- **Prompt**:
From the entries provided below, copy each line that contains the word "suggestion".

- **Collected data entries**:
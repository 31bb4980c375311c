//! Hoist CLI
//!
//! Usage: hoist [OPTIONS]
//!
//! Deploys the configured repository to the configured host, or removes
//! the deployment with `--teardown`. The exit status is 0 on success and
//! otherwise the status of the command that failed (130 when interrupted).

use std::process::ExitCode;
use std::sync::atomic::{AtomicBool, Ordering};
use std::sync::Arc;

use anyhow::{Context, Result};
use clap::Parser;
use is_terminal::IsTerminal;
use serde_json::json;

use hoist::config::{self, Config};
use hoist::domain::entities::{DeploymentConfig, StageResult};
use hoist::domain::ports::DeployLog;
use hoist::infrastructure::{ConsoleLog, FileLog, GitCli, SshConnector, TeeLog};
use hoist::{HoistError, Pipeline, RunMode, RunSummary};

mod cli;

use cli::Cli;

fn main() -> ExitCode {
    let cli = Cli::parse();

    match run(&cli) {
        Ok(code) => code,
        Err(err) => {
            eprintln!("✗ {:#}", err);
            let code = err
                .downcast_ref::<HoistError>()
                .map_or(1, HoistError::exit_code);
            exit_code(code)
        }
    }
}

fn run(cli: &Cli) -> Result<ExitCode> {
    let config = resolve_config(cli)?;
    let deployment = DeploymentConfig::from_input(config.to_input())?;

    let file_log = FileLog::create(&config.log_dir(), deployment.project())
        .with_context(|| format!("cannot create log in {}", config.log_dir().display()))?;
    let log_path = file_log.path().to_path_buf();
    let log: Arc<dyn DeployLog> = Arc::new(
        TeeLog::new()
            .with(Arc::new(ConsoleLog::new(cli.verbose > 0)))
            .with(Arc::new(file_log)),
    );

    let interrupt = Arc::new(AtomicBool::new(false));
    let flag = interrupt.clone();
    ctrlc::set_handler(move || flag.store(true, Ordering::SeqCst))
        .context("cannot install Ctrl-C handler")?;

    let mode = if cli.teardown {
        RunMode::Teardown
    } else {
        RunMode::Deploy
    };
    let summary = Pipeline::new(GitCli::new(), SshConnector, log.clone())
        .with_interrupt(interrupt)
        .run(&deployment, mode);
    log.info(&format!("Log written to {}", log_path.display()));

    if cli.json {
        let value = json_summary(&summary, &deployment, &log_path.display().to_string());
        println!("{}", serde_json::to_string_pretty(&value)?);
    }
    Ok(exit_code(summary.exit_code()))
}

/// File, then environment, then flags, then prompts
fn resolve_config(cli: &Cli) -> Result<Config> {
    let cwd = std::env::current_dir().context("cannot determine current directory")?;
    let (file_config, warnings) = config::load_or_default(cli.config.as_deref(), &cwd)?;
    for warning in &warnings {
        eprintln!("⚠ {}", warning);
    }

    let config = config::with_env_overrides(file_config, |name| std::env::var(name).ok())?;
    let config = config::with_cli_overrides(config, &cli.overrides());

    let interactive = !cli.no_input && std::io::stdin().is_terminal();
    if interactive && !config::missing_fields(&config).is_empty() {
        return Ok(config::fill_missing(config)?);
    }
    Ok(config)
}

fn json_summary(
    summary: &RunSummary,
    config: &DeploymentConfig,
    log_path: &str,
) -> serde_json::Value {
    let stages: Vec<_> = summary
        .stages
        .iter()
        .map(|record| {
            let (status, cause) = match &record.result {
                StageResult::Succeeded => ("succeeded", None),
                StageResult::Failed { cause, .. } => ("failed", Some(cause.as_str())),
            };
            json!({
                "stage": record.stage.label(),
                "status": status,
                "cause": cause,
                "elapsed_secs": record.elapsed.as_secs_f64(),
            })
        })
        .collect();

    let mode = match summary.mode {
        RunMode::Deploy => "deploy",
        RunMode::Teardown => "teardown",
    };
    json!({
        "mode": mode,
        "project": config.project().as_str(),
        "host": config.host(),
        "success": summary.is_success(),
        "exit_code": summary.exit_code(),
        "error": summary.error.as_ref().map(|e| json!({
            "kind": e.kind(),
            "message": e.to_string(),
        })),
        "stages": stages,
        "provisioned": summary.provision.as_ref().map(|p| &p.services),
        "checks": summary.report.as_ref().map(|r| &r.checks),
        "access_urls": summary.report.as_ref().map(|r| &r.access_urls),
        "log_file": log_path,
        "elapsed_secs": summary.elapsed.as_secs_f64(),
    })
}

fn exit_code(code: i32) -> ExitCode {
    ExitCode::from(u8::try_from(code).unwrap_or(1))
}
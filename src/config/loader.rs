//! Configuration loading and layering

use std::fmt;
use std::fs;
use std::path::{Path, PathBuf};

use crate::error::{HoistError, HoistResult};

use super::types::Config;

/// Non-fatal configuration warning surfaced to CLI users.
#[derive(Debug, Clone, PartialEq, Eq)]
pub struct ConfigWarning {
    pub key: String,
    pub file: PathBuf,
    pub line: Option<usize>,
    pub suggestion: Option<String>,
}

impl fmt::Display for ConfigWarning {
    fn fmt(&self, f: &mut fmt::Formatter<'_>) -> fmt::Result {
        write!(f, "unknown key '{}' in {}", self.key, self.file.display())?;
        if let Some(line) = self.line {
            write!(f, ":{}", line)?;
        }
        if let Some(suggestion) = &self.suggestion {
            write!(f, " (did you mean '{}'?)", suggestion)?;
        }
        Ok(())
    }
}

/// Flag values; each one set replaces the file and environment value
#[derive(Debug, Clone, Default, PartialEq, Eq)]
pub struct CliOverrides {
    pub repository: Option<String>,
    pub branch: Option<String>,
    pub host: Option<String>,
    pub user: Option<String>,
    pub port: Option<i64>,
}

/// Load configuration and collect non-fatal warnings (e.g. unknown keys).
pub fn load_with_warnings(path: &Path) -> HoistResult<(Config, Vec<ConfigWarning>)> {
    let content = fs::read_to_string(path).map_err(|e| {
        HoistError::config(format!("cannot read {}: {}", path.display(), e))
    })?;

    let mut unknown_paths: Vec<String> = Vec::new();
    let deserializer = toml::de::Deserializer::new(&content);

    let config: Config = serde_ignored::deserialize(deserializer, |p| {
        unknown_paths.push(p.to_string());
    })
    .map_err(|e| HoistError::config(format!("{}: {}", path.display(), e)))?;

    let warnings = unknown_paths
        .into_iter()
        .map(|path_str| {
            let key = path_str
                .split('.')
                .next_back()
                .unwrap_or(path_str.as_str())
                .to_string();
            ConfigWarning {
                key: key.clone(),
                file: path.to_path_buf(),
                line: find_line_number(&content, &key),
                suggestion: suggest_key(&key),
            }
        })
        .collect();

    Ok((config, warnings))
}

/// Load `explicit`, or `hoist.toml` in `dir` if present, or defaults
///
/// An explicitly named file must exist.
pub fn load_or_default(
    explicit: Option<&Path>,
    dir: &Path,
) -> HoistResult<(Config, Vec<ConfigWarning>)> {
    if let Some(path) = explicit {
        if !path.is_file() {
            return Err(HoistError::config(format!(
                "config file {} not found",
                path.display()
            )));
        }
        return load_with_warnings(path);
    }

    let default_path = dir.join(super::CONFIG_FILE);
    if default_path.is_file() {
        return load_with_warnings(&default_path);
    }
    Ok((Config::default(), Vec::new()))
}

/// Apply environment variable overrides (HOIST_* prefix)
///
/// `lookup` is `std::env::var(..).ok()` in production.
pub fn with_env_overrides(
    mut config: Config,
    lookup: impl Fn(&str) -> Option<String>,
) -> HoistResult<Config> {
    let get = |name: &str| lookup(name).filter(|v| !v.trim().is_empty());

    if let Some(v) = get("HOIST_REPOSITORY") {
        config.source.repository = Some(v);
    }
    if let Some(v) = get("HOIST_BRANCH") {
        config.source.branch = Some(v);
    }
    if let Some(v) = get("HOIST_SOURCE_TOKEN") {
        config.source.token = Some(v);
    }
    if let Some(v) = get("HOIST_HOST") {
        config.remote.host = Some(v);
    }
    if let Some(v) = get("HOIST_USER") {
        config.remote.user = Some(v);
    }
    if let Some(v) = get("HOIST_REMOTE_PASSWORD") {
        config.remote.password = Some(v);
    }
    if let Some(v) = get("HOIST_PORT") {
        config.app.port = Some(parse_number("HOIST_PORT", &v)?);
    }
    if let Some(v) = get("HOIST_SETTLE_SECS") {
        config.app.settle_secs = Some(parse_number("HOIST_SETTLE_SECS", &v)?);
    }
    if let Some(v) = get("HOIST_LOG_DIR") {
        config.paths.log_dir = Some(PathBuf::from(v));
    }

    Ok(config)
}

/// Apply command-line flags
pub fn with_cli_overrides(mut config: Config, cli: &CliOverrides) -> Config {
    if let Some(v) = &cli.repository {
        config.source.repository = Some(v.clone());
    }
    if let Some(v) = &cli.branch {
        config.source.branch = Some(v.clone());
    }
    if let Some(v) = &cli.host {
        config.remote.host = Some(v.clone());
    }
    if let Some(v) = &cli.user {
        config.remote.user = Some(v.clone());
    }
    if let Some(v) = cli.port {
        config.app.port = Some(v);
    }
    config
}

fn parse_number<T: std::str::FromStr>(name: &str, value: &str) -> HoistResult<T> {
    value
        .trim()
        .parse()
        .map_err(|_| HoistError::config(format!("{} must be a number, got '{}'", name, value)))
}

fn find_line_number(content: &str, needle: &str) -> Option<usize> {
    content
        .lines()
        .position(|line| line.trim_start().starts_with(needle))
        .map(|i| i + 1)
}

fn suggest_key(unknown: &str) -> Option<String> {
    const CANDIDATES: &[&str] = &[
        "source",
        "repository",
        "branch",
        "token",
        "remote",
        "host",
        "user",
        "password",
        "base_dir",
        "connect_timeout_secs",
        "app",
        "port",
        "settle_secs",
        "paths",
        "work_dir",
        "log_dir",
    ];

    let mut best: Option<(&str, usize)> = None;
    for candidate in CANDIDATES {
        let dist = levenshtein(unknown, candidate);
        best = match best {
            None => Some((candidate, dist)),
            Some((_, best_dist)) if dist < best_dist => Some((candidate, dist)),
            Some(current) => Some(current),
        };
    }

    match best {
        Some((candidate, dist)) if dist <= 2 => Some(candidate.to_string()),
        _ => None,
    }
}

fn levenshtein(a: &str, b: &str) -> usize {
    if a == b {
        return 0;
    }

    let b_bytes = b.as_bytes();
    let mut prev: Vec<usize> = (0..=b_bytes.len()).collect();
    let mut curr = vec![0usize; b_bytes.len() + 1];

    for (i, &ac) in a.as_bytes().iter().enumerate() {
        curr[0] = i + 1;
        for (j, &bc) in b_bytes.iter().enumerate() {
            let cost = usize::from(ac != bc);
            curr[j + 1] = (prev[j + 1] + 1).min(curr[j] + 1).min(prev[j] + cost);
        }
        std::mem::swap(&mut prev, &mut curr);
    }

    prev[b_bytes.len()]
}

- **Solution**:
    pub suggestion: Option<String>,
        if let Some(suggestion) = &self.suggestion {
            write!(f, " (did you mean '{}'?)", suggestion)?;
                suggestion: suggest_key(&key),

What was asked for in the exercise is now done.